Using the data below, gather each line that includes the word "RulesEngine".

··· Material for this exercise

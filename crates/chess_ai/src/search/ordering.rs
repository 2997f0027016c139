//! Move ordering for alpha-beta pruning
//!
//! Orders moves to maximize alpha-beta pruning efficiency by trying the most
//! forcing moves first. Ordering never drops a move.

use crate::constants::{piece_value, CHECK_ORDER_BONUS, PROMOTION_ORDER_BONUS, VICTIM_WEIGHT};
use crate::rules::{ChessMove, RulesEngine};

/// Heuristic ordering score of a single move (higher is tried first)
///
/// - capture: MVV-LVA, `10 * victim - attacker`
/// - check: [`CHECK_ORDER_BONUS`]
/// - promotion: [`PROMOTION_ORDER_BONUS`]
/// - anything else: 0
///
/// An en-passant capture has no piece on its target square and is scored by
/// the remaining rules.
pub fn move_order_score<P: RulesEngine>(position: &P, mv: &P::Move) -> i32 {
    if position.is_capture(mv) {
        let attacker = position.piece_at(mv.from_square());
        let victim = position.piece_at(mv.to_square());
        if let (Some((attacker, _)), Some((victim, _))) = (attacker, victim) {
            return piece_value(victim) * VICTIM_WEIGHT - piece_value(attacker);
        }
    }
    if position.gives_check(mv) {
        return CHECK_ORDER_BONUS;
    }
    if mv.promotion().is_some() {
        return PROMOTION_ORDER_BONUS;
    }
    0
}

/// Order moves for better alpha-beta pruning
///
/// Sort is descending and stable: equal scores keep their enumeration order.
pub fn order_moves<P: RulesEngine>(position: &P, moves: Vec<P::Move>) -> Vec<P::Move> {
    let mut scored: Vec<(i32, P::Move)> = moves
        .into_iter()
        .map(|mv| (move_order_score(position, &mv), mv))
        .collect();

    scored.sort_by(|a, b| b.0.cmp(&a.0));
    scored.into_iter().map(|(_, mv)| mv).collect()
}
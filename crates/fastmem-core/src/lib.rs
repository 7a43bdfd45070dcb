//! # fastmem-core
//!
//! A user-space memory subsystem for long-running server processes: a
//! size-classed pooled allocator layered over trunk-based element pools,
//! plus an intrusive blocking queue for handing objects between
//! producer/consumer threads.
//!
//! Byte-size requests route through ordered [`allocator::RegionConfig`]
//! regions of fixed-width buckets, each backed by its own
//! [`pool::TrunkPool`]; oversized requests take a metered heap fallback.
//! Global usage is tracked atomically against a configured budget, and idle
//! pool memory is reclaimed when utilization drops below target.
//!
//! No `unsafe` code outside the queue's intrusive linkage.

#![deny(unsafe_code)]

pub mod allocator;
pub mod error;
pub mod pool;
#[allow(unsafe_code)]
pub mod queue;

······
··· Material for this exercise

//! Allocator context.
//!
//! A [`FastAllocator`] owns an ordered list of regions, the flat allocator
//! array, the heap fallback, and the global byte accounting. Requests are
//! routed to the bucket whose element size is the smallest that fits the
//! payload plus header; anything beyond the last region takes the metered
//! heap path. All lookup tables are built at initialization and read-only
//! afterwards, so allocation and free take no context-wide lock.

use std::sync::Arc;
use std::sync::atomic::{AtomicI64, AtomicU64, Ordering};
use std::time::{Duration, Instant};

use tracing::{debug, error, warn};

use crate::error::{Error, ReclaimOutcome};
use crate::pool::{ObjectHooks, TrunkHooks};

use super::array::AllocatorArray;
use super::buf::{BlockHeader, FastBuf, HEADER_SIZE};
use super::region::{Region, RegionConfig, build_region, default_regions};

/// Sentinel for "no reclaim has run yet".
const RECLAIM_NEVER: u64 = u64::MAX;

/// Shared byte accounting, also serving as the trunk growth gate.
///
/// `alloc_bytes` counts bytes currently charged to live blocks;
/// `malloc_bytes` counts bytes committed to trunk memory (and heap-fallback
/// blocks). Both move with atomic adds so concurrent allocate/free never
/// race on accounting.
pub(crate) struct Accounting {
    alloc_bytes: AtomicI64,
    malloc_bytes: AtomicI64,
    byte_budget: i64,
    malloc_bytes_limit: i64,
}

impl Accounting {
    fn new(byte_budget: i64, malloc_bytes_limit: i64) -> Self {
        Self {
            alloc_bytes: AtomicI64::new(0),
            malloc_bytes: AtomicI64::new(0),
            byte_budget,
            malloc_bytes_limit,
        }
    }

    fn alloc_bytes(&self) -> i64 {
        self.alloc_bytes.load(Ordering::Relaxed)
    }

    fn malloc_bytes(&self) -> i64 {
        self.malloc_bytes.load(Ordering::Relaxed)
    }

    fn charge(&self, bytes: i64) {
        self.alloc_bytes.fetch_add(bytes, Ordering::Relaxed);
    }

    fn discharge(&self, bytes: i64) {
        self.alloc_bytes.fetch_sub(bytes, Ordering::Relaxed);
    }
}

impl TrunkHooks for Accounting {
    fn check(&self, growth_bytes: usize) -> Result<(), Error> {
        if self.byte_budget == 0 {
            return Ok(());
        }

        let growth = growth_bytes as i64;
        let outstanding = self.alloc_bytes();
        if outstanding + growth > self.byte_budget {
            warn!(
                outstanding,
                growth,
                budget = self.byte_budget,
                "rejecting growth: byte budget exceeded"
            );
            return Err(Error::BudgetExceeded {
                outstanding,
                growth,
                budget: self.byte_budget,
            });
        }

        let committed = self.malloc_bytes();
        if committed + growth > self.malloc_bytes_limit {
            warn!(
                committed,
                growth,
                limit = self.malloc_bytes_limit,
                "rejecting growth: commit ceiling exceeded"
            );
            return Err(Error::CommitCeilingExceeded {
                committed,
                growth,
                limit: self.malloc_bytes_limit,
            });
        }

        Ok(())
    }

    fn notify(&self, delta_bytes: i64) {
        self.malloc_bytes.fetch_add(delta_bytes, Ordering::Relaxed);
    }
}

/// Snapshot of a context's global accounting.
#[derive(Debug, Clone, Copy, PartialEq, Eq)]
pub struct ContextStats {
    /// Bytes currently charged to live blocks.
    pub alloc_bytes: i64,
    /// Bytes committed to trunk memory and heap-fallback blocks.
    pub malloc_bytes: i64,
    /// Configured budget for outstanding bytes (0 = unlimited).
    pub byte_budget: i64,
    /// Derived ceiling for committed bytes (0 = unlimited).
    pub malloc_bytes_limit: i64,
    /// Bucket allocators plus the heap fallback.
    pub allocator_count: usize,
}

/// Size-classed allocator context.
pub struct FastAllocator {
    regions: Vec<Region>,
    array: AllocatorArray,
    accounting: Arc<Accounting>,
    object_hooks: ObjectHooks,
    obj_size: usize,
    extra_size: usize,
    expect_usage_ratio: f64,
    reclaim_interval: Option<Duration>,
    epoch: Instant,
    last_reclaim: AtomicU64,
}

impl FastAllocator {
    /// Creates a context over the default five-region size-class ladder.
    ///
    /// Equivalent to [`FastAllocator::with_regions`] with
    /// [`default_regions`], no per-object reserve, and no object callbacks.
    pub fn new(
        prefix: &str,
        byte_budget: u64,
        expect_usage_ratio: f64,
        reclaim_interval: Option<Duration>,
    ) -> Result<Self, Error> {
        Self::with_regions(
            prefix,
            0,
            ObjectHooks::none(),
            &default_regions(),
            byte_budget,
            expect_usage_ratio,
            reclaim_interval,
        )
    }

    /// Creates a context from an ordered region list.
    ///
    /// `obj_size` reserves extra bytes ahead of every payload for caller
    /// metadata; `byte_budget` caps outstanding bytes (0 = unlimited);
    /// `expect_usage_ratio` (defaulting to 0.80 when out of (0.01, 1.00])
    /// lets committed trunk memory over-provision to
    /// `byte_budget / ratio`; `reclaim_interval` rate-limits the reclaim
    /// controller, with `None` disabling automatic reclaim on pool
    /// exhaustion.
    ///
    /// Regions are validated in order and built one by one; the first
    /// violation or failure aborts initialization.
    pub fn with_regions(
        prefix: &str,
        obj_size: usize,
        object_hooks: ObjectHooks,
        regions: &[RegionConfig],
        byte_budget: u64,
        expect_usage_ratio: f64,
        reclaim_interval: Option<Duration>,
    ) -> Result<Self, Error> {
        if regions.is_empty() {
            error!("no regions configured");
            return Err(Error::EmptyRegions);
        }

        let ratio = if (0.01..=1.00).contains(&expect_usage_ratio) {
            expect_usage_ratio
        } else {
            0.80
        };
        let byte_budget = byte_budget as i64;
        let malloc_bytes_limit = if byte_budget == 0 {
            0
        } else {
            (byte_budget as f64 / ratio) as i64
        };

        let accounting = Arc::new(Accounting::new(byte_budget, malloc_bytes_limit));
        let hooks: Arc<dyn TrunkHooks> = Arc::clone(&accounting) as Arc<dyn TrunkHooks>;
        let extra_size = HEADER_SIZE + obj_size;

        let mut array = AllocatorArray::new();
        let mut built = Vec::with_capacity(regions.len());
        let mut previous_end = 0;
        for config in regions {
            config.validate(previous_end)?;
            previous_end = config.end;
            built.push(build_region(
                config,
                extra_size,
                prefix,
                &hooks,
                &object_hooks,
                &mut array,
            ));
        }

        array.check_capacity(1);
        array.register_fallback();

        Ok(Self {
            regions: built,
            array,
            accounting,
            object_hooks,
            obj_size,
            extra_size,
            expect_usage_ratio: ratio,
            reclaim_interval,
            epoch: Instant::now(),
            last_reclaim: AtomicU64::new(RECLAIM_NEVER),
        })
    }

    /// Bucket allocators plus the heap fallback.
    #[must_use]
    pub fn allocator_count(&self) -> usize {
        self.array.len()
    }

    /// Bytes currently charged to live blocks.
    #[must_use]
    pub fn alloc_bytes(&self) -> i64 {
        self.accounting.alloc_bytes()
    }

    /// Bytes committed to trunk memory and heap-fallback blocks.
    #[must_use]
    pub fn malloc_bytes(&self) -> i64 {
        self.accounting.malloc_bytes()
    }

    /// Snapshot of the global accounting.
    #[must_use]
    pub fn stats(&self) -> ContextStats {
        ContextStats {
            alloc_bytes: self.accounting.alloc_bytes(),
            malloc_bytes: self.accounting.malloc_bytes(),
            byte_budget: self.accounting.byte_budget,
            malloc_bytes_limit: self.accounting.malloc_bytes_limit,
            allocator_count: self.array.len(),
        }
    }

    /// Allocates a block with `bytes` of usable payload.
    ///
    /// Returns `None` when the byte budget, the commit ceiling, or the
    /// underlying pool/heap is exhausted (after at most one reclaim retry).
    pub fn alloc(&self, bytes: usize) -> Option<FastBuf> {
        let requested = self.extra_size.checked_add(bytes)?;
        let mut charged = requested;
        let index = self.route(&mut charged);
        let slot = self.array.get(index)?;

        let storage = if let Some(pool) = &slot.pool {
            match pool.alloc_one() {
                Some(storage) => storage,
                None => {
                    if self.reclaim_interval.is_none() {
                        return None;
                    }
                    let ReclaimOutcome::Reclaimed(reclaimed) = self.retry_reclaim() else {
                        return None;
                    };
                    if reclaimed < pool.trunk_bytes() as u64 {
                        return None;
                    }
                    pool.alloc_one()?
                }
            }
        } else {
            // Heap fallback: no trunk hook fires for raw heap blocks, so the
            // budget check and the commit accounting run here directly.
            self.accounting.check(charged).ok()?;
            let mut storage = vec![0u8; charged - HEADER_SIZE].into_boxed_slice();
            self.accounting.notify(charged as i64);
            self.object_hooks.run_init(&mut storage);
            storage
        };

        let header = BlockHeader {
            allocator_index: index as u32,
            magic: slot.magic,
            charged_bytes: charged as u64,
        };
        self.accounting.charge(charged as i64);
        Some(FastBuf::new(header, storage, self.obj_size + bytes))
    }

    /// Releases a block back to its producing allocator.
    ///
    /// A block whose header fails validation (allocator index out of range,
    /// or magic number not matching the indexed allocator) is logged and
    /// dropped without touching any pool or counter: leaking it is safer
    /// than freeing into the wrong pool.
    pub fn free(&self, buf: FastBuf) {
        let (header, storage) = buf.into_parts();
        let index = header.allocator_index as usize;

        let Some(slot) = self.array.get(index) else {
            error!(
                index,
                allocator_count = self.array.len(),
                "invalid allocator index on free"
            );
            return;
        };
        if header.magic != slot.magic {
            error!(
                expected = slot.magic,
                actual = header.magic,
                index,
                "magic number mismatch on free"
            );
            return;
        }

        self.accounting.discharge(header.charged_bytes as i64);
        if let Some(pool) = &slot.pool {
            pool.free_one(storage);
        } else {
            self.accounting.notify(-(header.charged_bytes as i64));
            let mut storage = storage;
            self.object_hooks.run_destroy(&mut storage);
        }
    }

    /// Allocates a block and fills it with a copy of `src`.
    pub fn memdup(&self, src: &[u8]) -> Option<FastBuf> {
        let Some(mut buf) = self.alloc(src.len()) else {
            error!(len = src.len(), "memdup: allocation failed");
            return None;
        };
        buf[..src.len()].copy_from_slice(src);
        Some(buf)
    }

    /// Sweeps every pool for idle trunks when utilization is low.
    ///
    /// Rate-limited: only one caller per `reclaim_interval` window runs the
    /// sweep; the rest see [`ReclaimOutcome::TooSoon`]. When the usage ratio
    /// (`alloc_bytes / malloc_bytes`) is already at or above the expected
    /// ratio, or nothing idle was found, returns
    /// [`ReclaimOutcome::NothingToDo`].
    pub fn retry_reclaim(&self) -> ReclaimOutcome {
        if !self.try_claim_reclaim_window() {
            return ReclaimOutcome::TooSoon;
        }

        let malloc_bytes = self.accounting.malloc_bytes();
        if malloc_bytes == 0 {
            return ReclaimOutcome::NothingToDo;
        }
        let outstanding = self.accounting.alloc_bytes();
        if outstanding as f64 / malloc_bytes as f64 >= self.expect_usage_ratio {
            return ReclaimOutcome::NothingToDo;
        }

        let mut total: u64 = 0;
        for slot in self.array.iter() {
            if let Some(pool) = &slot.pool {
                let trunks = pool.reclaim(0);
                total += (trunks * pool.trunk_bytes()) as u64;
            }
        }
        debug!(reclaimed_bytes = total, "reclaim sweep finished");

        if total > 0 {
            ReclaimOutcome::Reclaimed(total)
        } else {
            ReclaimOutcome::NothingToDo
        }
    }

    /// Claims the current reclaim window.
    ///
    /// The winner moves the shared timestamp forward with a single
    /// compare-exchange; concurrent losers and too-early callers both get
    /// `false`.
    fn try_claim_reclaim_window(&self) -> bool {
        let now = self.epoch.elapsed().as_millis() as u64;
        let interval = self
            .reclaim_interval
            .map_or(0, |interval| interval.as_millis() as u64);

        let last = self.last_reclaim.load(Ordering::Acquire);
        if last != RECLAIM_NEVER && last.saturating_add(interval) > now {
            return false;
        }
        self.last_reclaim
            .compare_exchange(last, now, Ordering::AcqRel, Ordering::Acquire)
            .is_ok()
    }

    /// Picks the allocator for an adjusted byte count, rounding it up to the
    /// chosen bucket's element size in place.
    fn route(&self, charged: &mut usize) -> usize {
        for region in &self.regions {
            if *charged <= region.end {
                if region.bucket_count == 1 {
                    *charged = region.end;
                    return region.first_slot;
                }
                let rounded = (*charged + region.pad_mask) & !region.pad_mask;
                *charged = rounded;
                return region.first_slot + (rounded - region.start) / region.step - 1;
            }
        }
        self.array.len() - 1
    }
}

······
··· Material for this exercise

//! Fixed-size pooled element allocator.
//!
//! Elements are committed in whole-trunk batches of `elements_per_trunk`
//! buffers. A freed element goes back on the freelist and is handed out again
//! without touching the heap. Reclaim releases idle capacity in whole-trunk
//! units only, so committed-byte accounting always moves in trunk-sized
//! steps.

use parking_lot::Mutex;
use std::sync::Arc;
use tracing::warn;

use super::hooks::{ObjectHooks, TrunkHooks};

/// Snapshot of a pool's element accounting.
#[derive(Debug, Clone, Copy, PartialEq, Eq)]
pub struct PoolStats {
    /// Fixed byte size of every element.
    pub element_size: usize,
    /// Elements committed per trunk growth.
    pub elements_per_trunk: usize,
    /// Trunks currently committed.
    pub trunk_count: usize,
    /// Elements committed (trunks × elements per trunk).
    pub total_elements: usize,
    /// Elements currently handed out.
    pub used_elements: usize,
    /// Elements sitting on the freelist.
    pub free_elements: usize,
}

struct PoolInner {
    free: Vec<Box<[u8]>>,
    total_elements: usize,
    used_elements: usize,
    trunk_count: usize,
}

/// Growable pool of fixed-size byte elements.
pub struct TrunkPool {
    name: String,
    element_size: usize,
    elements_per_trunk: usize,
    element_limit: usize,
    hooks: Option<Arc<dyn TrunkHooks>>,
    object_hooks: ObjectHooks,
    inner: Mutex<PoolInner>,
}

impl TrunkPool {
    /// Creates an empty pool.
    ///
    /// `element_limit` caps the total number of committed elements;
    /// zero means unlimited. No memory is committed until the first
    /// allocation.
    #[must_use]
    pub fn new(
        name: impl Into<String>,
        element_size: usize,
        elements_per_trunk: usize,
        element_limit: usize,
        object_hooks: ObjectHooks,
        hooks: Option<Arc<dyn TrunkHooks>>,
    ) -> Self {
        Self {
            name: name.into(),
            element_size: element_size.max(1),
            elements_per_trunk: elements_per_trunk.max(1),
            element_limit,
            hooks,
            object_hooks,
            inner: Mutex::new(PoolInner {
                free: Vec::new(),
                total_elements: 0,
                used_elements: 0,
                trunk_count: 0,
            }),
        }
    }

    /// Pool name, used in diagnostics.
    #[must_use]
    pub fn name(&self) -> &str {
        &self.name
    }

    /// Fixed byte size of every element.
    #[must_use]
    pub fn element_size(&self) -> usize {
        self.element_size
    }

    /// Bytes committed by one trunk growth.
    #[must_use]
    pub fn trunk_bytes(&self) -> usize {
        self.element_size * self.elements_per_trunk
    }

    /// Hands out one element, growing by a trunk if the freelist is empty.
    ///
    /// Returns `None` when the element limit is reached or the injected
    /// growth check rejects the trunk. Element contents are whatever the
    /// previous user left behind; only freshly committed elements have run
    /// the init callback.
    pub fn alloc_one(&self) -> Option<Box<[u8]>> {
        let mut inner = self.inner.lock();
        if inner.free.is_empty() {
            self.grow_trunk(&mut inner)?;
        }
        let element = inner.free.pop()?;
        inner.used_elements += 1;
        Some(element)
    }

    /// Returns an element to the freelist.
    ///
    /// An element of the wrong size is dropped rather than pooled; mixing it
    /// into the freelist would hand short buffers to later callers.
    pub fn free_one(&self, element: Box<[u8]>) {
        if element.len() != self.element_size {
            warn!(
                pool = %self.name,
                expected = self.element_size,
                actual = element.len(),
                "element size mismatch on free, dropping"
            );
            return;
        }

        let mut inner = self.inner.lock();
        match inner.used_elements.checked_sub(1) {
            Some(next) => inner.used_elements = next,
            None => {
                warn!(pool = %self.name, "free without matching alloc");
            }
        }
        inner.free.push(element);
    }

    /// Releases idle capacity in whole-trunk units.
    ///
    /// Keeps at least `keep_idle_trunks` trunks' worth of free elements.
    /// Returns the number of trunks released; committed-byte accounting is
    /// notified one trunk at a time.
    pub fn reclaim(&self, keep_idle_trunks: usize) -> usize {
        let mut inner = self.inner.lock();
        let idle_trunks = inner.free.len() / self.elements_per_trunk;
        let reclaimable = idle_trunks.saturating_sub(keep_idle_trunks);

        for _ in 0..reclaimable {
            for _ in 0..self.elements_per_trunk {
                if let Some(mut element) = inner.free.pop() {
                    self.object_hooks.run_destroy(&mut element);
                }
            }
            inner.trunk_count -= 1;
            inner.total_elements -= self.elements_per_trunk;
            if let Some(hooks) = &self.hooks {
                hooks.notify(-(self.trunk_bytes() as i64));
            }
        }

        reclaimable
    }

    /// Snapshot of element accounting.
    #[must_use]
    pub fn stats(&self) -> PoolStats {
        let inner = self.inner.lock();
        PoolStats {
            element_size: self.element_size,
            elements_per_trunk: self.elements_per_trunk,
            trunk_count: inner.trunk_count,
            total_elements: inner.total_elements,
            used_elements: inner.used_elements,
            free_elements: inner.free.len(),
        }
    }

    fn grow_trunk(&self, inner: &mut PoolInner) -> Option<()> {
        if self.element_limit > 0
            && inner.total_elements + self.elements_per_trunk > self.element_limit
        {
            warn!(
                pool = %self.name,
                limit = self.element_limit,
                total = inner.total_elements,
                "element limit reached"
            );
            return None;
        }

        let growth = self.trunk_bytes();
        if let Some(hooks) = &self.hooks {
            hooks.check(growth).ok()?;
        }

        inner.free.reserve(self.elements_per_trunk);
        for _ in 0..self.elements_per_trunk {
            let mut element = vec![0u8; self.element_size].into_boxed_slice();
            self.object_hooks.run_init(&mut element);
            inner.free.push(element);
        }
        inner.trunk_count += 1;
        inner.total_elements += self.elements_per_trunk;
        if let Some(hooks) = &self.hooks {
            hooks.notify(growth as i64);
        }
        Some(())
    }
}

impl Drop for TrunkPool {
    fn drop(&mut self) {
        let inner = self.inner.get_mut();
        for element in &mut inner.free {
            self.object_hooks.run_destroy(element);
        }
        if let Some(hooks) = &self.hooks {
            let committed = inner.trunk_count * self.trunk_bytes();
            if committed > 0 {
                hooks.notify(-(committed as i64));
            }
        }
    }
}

······

__Solution to the exercise__.
use crate::rules::{ChessMove, RulesEngine};
pub fn move_order_score<P: RulesEngine>(position: &P, mv: &P::Move) -> i32 {
pub fn order_moves<P: RulesEngine>(position: &P, moves: Vec<P::Move>) -> Vec<P::Move> {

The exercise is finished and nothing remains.